Suddenly, the roar of industry was swallowed by silence. Well, not quite silent. From the distance, the abbot heard the crisp—but warm—resonance of a small bell. The sellers closed up shop, and the crowed quietly moved toward the source of the sound.

After walking a while, the abbot saw the crowd form into a single file line that weaved in a curve. When the last villager moved out of his line of sight, he saw him: the faceless monk of Wei’ling.

“Not much to look at,” he thought. “Small man, and those robes! Nothing but rags!”

The abbot followed the procession through the village, and sat with them after in a nearby pasture.

Time passed uncounted. Then, slicing through the moment, that tiny bell. Everyone prostrated three times and then dispersed, brimming with grins.

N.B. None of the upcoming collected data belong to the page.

//! Domain logic for the WebAction promotional-campaign ordering platform.
//!
//! Everything in this crate is pure: types, validation, quota arithmetic,
//! cart rules, and the legacy ERP export encoding. No I/O, no database
//! access -- those live in `webaction-db` and `webaction-api`.

pub mod campaign;
pub mod cart;
pub mod error;
pub mod export;
pub mod order;
pub mod quota;
pub mod types;
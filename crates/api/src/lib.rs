//! WebAction API server library.
//!
//! Exposes the building blocks (config, state, error handling, session
//! store, routes) so integration tests and the binary entrypoint share the
//! exact same router and middleware stack.

pub mod config;
pub mod error;
pub mod export;
pub mod handlers;
pub mod response;
pub mod router;
pub mod routes;
pub mod session;
pub mod state;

The abbot stealthily followed the monk through the wilderness. They crossed streams, climbed steep hills, and wrestled through bramble patches. Finally, the abbot saw a small hut by a pond. The silent monk walked in.

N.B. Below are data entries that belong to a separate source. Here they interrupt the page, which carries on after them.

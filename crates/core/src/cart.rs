//! The cart: per-visit, per-campaign speculative selection state.
//!
//! A cart is a plain value owned by exactly one visitor session. Every
//! mutation is validated against freshly computed availability supplied by
//! the caller; a rejected mutation leaves the cart untouched. Nothing here
//! consumes quota -- only order finalization does.

use serde::Serialize;

use crate::quota::ItemAvailability;
use crate::types::DbId;

/// One selected (item, quantity) pair.
#[derive(Debug, Clone, PartialEq, Eq, Serialize)]
pub struct CartLine {
    pub item_id: DbId,
    pub product_code: String,
    pub quantity: i64,
}

/// Why a cart mutation was refused.
///
/// `QuotaExceeded` carries the current ceiling so the caller can clamp and
/// retry.
#[derive(Debug, Clone, Copy, PartialEq, Eq)]
pub enum CartRejection {
    NotOrderable,
    QuotaExceeded { max_orderable: i64 },
}

impl CartRejection {
    pub fn code(self) -> &'static str {
        match self {
            Self::NotOrderable => "NOT_ORDERABLE",
            Self::QuotaExceeded { .. } => "QUOTA_EXCEEDED",
        }
    }

    pub fn max_orderable(self) -> Option<i64> {
        match self {
            Self::NotOrderable => None,
            Self::QuotaExceeded { max_orderable } => Some(max_orderable),
        }
    }
}

/// Ordered line collection for one visitor and one campaign.
#[derive(Debug, Clone, Default, Serialize)]
pub struct Cart {
    lines: Vec<CartLine>,
}

impl Cart {
    pub fn new() -> Self {
        Self::default()
    }

    pub fn is_empty(&self) -> bool {
        self.lines.is_empty()
    }

    pub fn lines(&self) -> &[CartLine] {
        &self.lines
    }

    /// Quantity of `item_id` currently in the cart, 0 when absent.
    pub fn quantity_of(&self, item_id: DbId) -> i64 {
        self.lines
            .iter()
            .find(|l| l.item_id == item_id)
            .map_or(0, |l| l.quantity)
    }

    /// Add `quantity` units of an item on top of what the cart already holds.
    ///
    /// The proposed total (existing + added) is checked against
    /// `availability.max_orderable`; either the whole mutation applies or the
    /// cart is unchanged. Returns the new line quantity.
    pub fn add(
        &mut self,
        item_id: DbId,
        product_code: &str,
        quantity: i64,
        availability: &ItemAvailability,
    ) -> Result<i64, CartRejection> {
        let proposed = self.quantity_of(item_id) + quantity;
        self.validate(proposed, availability)?;
        self.upsert(item_id, product_code, proposed);
        Ok(proposed)
    }

    /// Set an item's quantity outright. Zero or negative removes the line.
    pub fn set_quantity(
        &mut self,
        item_id: DbId,
        product_code: &str,
        quantity: i64,
        availability: &ItemAvailability,
    ) -> Result<i64, CartRejection> {
        if quantity <= 0 {
            self.remove(item_id);
            return Ok(0);
        }
        self.validate(quantity, availability)?;
        self.upsert(item_id, product_code, quantity);
        Ok(quantity)
    }

    /// Remove an item's line. Returns whether a line was present.
    pub fn remove(&mut self, item_id: DbId) -> bool {
        let before = self.lines.len();
        self.lines.retain(|l| l.item_id != item_id);
        self.lines.len() != before
    }

    pub fn clear(&mut self) {
        self.lines.clear();
    }

    fn validate(
        &self,
        proposed: i64,
        availability: &ItemAvailability,
    ) -> Result<(), CartRejection> {
        if !availability.is_orderable {
            return Err(CartRejection::NotOrderable);
        }
        if !availability.max_orderable.allows(proposed) {
            // Exceeding an unbounded ceiling is impossible, so the bound is
            // always present here.
            let max_orderable = availability.max_orderable.bound().unwrap_or(0);
            return Err(CartRejection::QuotaExceeded { max_orderable });
        }
        Ok(())
    }

    fn upsert(&mut self, item_id: DbId, product_code: &str, quantity: i64) {
        match self.lines.iter_mut().find(|l| l.item_id == item_id) {
            Some(line) => line.quantity = quantity,
            None => self.lines.push(CartLine {
                item_id,
                product_code: product_code.to_string(),
                quantity,
            }),
        }
    }
}

#[cfg(test)]
mod tests {
    use super::*;
    use crate::quota::{availability, ItemUsage};

    fn avail(max_per_customer: Option<i64>, max_total: Option<i64>) -> ItemAvailability {
        availability(max_per_customer, max_total, ItemUsage::default())
    }

    #[test]
    fn add_upserts_additively() {
        let mut cart = Cart::new();
        let a = avail(Some(10), None);
        assert_eq!(cart.add(1, "P100", 2, &a).unwrap(), 2);
        assert_eq!(cart.add(1, "P100", 3, &a).unwrap(), 5);
        assert_eq!(cart.lines().len(), 1);
        assert_eq!(cart.quantity_of(1), 5);
    }

    #[test]
    fn add_beyond_ceiling_rejected_and_cart_unchanged() {
        let mut cart = Cart::new();
        // max_orderable = 1.
        let a = avail(Some(1), Some(5));
        let err = cart.add(1, "P100", 2, &a).unwrap_err();
        assert_eq!(err, CartRejection::QuotaExceeded { max_orderable: 1 });
        assert!(cart.is_empty());
    }

    #[test]
    fn add_not_orderable_rejected() {
        let mut cart = Cart::new();
        let a = availability(
            Some(2),
            Some(2),
            ItemUsage {
                customer_used: 2,
                global_used: 2,
            },
        );
        assert_eq!(cart.add(1, "P100", 1, &a).unwrap_err(), CartRejection::NotOrderable);
        assert!(cart.is_empty());
    }

    #[test]
    fn add_existing_plus_new_checked_against_ceiling() {
        let mut cart = Cart::new();
        let a = avail(Some(3), None);
        cart.add(1, "P100", 2, &a).unwrap();
        // 2 already held + 2 proposed = 4 > 3.
        let err = cart.add(1, "P100", 2, &a).unwrap_err();
        assert_eq!(err, CartRejection::QuotaExceeded { max_orderable: 3 });
        assert_eq!(cart.quantity_of(1), 2);
    }

    #[test]
    fn set_quantity_is_absolute_not_additive() {
        let mut cart = Cart::new();
        let a = avail(Some(3), None);
        cart.add(1, "P100", 2, &a).unwrap();
        // Setting to 3 is within the ceiling even though 2 are already held.
        assert_eq!(cart.set_quantity(1, "P100", 3, &a).unwrap(), 3);
        assert_eq!(cart.quantity_of(1), 3);
    }

    #[test]
    fn set_quantity_zero_removes_line() {
        let mut cart = Cart::new();
        let a = avail(None, None);
        cart.add(1, "P100", 2, &a).unwrap();
        assert_eq!(cart.set_quantity(1, "P100", 0, &a).unwrap(), 0);
        assert!(cart.is_empty());
        // Negative behaves the same.
        cart.add(1, "P100", 2, &a).unwrap();
        assert_eq!(cart.set_quantity(1, "P100", -4, &a).unwrap(), 0);
        assert!(cart.is_empty());
    }

    #[test]
    fn remove_reports_presence() {
        let mut cart = Cart::new();
        let a = avail(None, None);
        cart.add(7, "P700", 1, &a).unwrap();
        assert!(cart.remove(7));
        assert!(!cart.remove(7));
    }

    #[test]
    fn clear_empties_cart() {
        let mut cart = Cart::new();
        let a = avail(None, None);
        cart.add(1, "A", 1, &a).unwrap();
        cart.add(2, "B", 2, &a).unwrap();
        cart.clear();
        assert!(cart.is_empty());
    }
}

“I’ll sit out front and wait for him to come out,” the abbot decided. So he sat, and sat, and sat. Impatient, he got up and said, “Hello brother! I’m a member of the Sangha and I’d like to have a chat with you if you don’t mind.”

No one replied. “Hello? Anyone in there?” Nothing stirred in the grass hut. The abbot pushed the curtain aside and dipped his head in. There was no one there, just some rice, a grass sleeping mat, an old pot, and that little bell.

“That’s impossible!” Then the abbot saw it: there was loose grass in part of the wall. Stepping out, he looked up and saw a figure sitting on a hill. “Crafty little bastard, aren’t you?” he whispered.

After climbing to the top, he made the customary bow. The monk just sat there. The abbot snorted and said, “So you’re the faceless monk I’ve been hearing all about. People say that you give wordless teachings. Who was your master?”

The monk just sat. “What temple did you train at?” Silence. “How long have you been cultivating?” The monk just sat.

Furious, the abbot shouted, “Who do you think you are? I’m a Dharma heir of Linji! I’m a well respected abbot! You should at least pay me enough respect to answer my questions!” Face obscured, the monk sat.

“You might have all those idiots in the village fooled,  but you’re not fooling me. And take off that ridiculous hat when I’m speaking to you!” He ripped off the hat, and gasped when he saw the serene features of a beautiful young woman.

“This is, this is outrageous! A woman hermit, practicing Dharma in the streets! You should be in a convent! Who are you?” She sat as if he wasn’t even there.

“You are obligated to answer me, woman! Who are you?”

She opened her eyes, a stunning violet. She stood up, met the abbot’s speechless gaze, and blew a firm puff of air into his face. Startled, he dropped her hat. She silently retrieved it, placed it back on her head and returned to her hut while the abbot sat up all night atop the hill.

From that day on, he considered himself to be her student.